These days, anyone can prop up an argument by pulling up a statistic. Much has been written about how statistics can be faulty — perhaps due to publication bias, or lack of generalizability, or researcher data-dredging.
But even genuine, trustworthy statistics, when plucked out of context, can mislead. Here are three common ways.
1. Using measures of the wrong thing
Say we want to know how rates of marijuana usage have changed over time in the U.S. The evidence: a graph of the yearly marijuana possession arrest rates.
The problem with this is quite clear: most marijuana users don’t get arrested! Maybe the change in marijuana arrest rates echoes the change in marijuana usage rates, but maybe (say, due to changes in policing), it doesn’t.
The better approach is to use a more direct measure. In this case, we could consult surveys of nationally representative samples of the population, seeing how the rates of self-reported marijuana usage have changed over the years. A layperson objection is that the arrest rates graph is a more “reliable source.” But if it’s not as relevant to the question, it forms a less reliable answer. As long as their methods make them trustworthy and generalizable enough, the surveys are appropriate here.
It’s not always so easy to check that a study measures the thing we want to see measured. Sometimes our definition of the outcome is not the source’s definition, especially if it’s a fuzzy term.
This is often seen in discussion of the “success” of an approach — as George Carlin once said, “if at first you don’t succeed, redefine success.” If proponents of a teaching approach can’t find measurable evidence that it improves students’ learning, they may use surveys of subjective student engagement and motivation. “Those results are what really matter,” they’ll basically say, rather than admit they failed to find what they expected.
Doubly fuzzy is the question of how “the U.S. economy is affected by whether Republicans or Democrats are in office.” Depending on how you measure which party is “in office” and how you measure the well-being of the “economy,” as you can test on this FiveThirtyEight widget, you could slice the data dozens of ways to support whatever conclusion you want!
2. Highlighting a difference that doesn’t make a difference
It’s true that the Trump administration saw record low unemployment rates. It’s not necessarily true that this is evidence of the Trump administration lowering unemployment rates.
As the graph above displays, the record lows weren’t the result of any new downward trend that began once President Trump took office. The ongoing downward trend didn’t even appear to change. In other words, they’re what one would expect to see if the Trump administration had no effect on unemployment rates. A substantial effect would lead to a decrease at a steeper rate than before, more like this:
Similarly, be wary of pricey SAT prep programs that showcase an increase from, say, 1460 to 1500 as one of their successes. The standard error for the SAT is 30 points, meaning that for a given test session, a test-taker can be 95% sure that the score for that test is within 60 points of one’s “true score.” So an increase from 1460 to 1500 is well within the range of random variation if the test-taker didn’t improve at all. This student could’ve easily gotten 1500 one time and 1460 the next. The order of these randomly varying scores just happened to be in the prep program’s favor.

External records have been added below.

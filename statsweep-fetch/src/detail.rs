//! Per-item detail requests.

use serde_json::Value;
use tracing::instrument;

use crate::context::FetchContext;
use crate::error::FetchError;
use crate::request::RequestTemplate;

/// Static parameters of the per-item detail endpoint.
#[derive(Debug, Clone, PartialEq, Eq)]
pub struct DetailSpec {
    /// Detail endpoint URL.
    pub url: String,
    /// Query parameter carrying the item identifier, e.g. `id`.
    pub id_param: String,
}

impl DetailSpec {
    /// Creates a detail spec.
    pub fn new(url: impl Into<String>, id_param: impl Into<String>) -> Self {
        Self {
            url: url.into(),
            id_param: id_param.into(),
        }
    }
}

/// Fetches the detail document of a single item.
#[derive(Debug, Clone)]
pub struct DetailFetcher {
    spec: DetailSpec,
    template: RequestTemplate,
}

impl DetailFetcher {
    /// Creates a detail fetcher.
    pub fn new(spec: DetailSpec, template: RequestTemplate) -> Self {
        Self { spec, template }
    }

    /// Fetches and parses the detail document for `item_id`.
    ///
    /// # Errors
    ///
    /// Returns transport, status, and body errors from [`FetchContext::fetch_json`].
    #[instrument(skip(self, ctx))]
    pub async fn fetch_detail(&self, ctx: &FetchContext, item_id: &str) -> Result<Value, FetchError> {
        let request = self
            .template
            .build(&self.spec.url, &[(self.spec.id_param.as_str(), item_id)])?;
        ctx.fetch_json(request).await
    }
}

In short, it’s not enough to simply point out a difference. Things don’t usually stay perfectly the same. You need to show how this difference is beyond what would normally be expected.

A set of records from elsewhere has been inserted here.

//! Transport trait and request/response types.
//!
//! The transport is the single seam between the collector and the network.
//! It is handed to the fetchers explicitly (through [`FetchContext`]) so tests
//! can substitute a scripted implementation.
//!
//! [`FetchContext`]: crate::context::FetchContext

use async_trait::async_trait;
use serde::{Deserialize, Serialize};
use std::fmt;

use crate::error::FetchError;

/// Placeholder shown instead of secret parameter values.
const REDACTED: &str = "REDACTED";

// ============================================================================
// Method
// ============================================================================

/// HTTP method used for listing and detail requests.
#[derive(Debug, Clone, Copy, Default, PartialEq, Eq, Hash, Serialize, Deserialize)]
#[serde(rename_all = "UPPERCASE")]
pub enum Method {
    /// Parameters go into the query string.
    #[default]
    Get,
    /// Parameters go into a urlencoded form body.
    Post,
}

impl Method {
    /// Returns the method name as sent on the wire.
    pub fn as_str(&self) -> &'static str {
        match self {
            Self::Get => "GET",
            Self::Post => "POST",
        }
    }
}

impl fmt::Display for Method {
    fn fmt(&self, f: &mut fmt::Formatter<'_>) -> fmt::Result {
        f.write_str(self.as_str())
    }
}

// ============================================================================
// Request / Response
// ============================================================================

/// A fully built request, ready for the transport.
#[derive(Debug, Clone, PartialEq, Eq)]
pub struct ApiRequest {
    /// HTTP method.
    pub method: Method,
    /// Absolute URL including the query string.
    pub url: String,
    /// Extra headers.
    pub headers: Vec<(String, String)>,
    /// Optional request body.
    pub body: Option<String>,
    /// Query parameters whose values must not appear in errors or logs.
    pub secret_params: Vec<String>,
}

impl ApiRequest {
    /// Creates a GET request with no headers or body.
    pub fn get(url: impl Into<String>) -> Self {
        Self {
            method: Method::Get,
            url: url.into(),
            headers: Vec::new(),
            body: None,
            secret_params: Vec::new(),
        }
    }

    /// Returns the URL with every secret parameter value replaced.
    ///
    /// This is the form used in errors and tracing fields. A URL that does
    /// not parse is cut at its query string.
    pub fn display_url(&self) -> String {
        if self.secret_params.is_empty() {
            return self.url.clone();
        }
        let Ok(mut url) = url::Url::parse(&self.url) else {
            return self.url.split('?').next().unwrap_or_default().to_string();
        };

        let pairs: Vec<(String, String)> = url
            .query_pairs()
            .map(|(k, v)| {
                let value = if self.secret_params.iter().any(|s| *s == k) {
                    REDACTED.to_string()
                } else {
                    v.into_owned()
                };
                (k.into_owned(), value)
            })
            .collect();
        url.query_pairs_mut().clear().extend_pairs(&pairs);
        url.into()
    }

    /// Looks up a query parameter on the request URL.
    pub fn query_param(&self, name: &str) -> Option<String> {
        let url = url::Url::parse(&self.url).ok()?;
        url.query_pairs()
            .find(|(k, _)| k == name)
            .map(|(_, v)| v.into_owned())
    }
}

/// Raw response returned by a transport.
#[derive(Debug, Clone, PartialEq, Eq)]
pub struct RawResponse {
    /// HTTP status code.
    pub status: u16,
    /// URL the request was sent to.
    pub url: String,
    /// Raw body bytes.
    pub body: Vec<u8>,
}

impl RawResponse {
    /// Returns true for HTTP 200.
    pub fn is_ok(&self) -> bool {
        self.status == 200
    }
}

// ============================================================================
// Transport Trait
// ============================================================================

/// Issues a single HTTP request.
///
/// Implementations never retry; retry policy belongs to the caller.
/// A non-200 status is not an error at this level, it is returned in
/// [`RawResponse::status`] and interpreted by the fetchers.
#[async_trait]
pub trait Transport: Send + Sync {
    /// Sends the request and returns the raw response.
    async fn request(&self, request: ApiRequest) -> Result<RawResponse, FetchError>;
}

3. Making the wrong comparisons
Is there a particular association between being a Black American and being Jehovah’s Witness? Of Jehovah’s Witnesses in the U.S., 36% are non-Hispanic White, and 27% are Black.
If you say “No, because there are more Whites,” you’re making the wrong comparisons. There are more, true, but that is true of the U.S. as a whole, where 60.1% of the population is non-Hispanic White, and 13.4%, Black.
It’s not very informative to say that an American who’s Jehovah’s Witness is more likely to be White than Black — what we want to know is whether a Black American is more likely to be Jehovah’s Witness than a White American, which turns out to be true.
In the relationship between two variables, usually one variable is the “explanatory variable,” and one is the “response variable.” In this case, race is explanatory, as something one is born into, and religion is the response, as something one chooses to identify with. (It’s not as if being born Jehovah’s Witness makes one more likely to become Black someday.) To check for a relationship, don’t compare the rates of different explanatory groups within the same response group, because these groups aren’t necessarily the same size in the population. Instead, compare the rates of the same response variable in the different explanatory groups.
To illustrate: Is shortness of breath associated with COVID-19? Only 18.6% of confirmed positive cases report it, meaning 81.4%, a large majority, don’t.
But 18.6% versus 84.1% isn’t the right comparison. COVID-19 status is the explanatory variable and development of this symptom is a response, so 18.6% should be compared to whatever percent of COVID-19-negative people experience shortness of breath, a percentage that is surely much lower. So yes, shortness of breath is a good indicator that one could be COVID-19-positive.
It disappoints me to hear peers say, All that statistics stuff is not my strong suit, especially when they’re studying fields that so heavily rely on it. It’s not all about generic math formulas! “Statistical” thinking helps you use the right data from the real world to answer the right questions. Who can’t benefit from that?